■ Task description:
Look through the data below and show every line that includes "format".

Saved entries:
======

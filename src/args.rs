use clap::Parser;

/// Imports Workday feedback spreadsheet exports into the local feedback store.
#[derive(Parser, Debug, Clone)]
#[clap(author, version, about, long_about = None)]
pub struct Args {
    /// (file path) The Workday XLSX export to import.
    #[clap(short, long, value_parser)]
    pub input: String,

    /// (file path) The feedback store to import into. Created on first use.
    #[clap(short, long, value_parser, default_value = "feedback.jsonl")]
    pub store: String,

    /// (file path, optional) Import configuration overriding the built-in column
    /// mappings. When not given, workday_config.json in the working directory is
    /// used if present.
    #[clap(short, long, value_parser)]
    pub config: Option<String>,

    /// (file path, 'stdout' or empty) If specified, the import summary is written
    /// in JSON format to the given location.
    #[clap(short, long, value_parser)]
    pub out: Option<String>,

    /// (file path) A reference summary in JSON format. If provided, wdimport will
    /// check that the produced summary matches the reference.
    #[clap(short, long, value_parser)]
    pub reference: Option<String>,

    /// If passed as an argument, prints the (year, month) ranges available in the
    /// store after the import.
    #[clap(long, takes_value = false)]
    pub ranges: bool,

    /// If passed as an argument, will turn on verbose logging to the standard output.
    #[clap(long, takes_value = false)]
    pub verbose: bool,
}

======

■ Solution to this problem:
    /// in JSON format to the given location.
    /// (file path) A reference summary in JSON format. If provided, wdimport will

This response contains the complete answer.